German politicians break another taboo
Calls for weighted voting and German veto in ECB
Some animals are more equal than others
by Gabriel Stein
Fri 17 Aug 2012
‘All animals are equal, but some animals are more equal than others.’ Thus wrote George Orwell in Animal Farm his satire on Stalinism. Now this sentiment seems to have reached Germany, at least with respect to the equality between nations within the euro area. But perhaps this is unfair. Perhaps it would be better to say that German politicians want to apply another old adage to the workings of the European Central Bank, namely ‘He who has the gold makes the rules’.
An article in Frankfurter Allgemeine Zeitung, Schuldenkrise – Die EZB wird zum Zankapfel (Debt crisis – the ECB becomes a bone of contention) on 16 August quotes various German politicians wanting to change the rules of ECB decision-making. Some of the choice quotes are ‘As the largest shareholder, Germany must in all cases have the right of veto’ and ‘That Cyprus and Malta have exactly the same vote as Germany is a serious construction error.’

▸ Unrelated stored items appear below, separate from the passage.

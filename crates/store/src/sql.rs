//! Compilation of a parsed filter into a parameterized SQL WHERE clause.
//!
//! Every leaf is resolved against the bucket's index map (plus the internal
//! row columns) and typed accordingly. Leaves over unindexed fields, or
//! fields whose backing columns are still reindexing, compile to nothing;
//! the composite rules then decide whether the filter as a whole is
//! answerable without a table scan.

use filter::Filter;
use models::{BucketDescriptor, IndexType};

use crate::error::{Error, Result};

/// A compiled WHERE clause with 1-based `$n` placeholders and its ordered
/// argument list.
#[derive(Debug, Clone, PartialEq)]
pub struct CompiledFilter {
    pub clause: String,
    pub args: Vec<FilterArg>,
}

/// One bound filter argument. `ip`/`subnet` values bind as canonical text
/// and are cast server-side, so comparisons use INET's numeric ordering.
#[derive(Debug, Clone, PartialEq)]
pub enum FilterArg {
    Text(String),
    Int(i64),
    Bool(bool),
}

/// Matching rules understood by the extensible filter form.
const CASE_IGNORE: &str = "caseIgnoreMatch";
const CASE_IGNORE_SUBSTRINGS: &str = "caseIgnoreSubstringsMatch";

/// Internal row columns which are always queryable, with their types.
fn internal_field(attr: &str) -> Option<IndexType> {
    match attr {
        "_key" | "_etag" => Some(IndexType::String),
        "_id" | "_mtime" | "_txn_snap" => Some(IndexType::Number),
        _ => None,
    }
}

/// Compile `parsed` against the bucket's index. Fails with `NotIndexed`
/// when the filter cannot be answered from indexed columns alone.
pub fn compile_filter(bucket: &BucketDescriptor, parsed: &Filter) -> Result<CompiledFilter> {
    let mut compiler = Compiler {
        bucket,
        args: Vec::new(),
    };
    match compiler.compile(parsed)? {
        Some(clause) => Ok(CompiledFilter {
            clause,
            args: compiler.args,
        }),
        None => Err(Error::NotIndexed(parsed.to_string())),
    }
}

// The resolved typing of one leaf's attribute.
enum Usable {
    // The attribute is indexed (or internal) and its column is queryable.
    Typed(IndexType),
    // Unindexed, or its column is still backfilling.
    No,
}

struct Compiler<'a> {
    bucket: &'a BucketDescriptor,
    args: Vec<FilterArg>,
}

These sentiments are not surprising. Nor are they new. But what is new is that they are being voiced more openly instead of, as hitherto, in private discussions. Nor can they, in fact, be faulted. It has frequently been pointed out that a monetary union between roughly equal economies ultimately has to become a political union (by virtue of being a fiscal and transfer union) in order to survive. This is broadly speaking true. However, there is an alternative, namely if the strongest country in the union is willing and able to take upon itself the policing of the union, notably of the fiscal policies pursued by various countries. But, doing so also requires the powers to enforce such policing.
There is an inherent contradiction here. If euro area countries want everyone to remain equal, they must – sooner rather than later – move towards political union in order for the union to survive and prosper. But to propose this, certainly in the creditor countries, would today be political suicide. Alternatively, they can agree to shareholding-weighted (which means GDP-weighted, since this is how the ECB shares are distributed) voting within the ECB (and potentially other euro area institutions). But this means formally accepting German decision-making. That would be difficult enough for Greece, Italy or Spain, let alone for France.
This has always been one of the underlying dilemmas within EMU. By bringing it out into the open, German politicians have broken a taboo and raised questions that, ultimately, have to be answered. But either way is difficult and will lead to rancour, without there being a clear answer.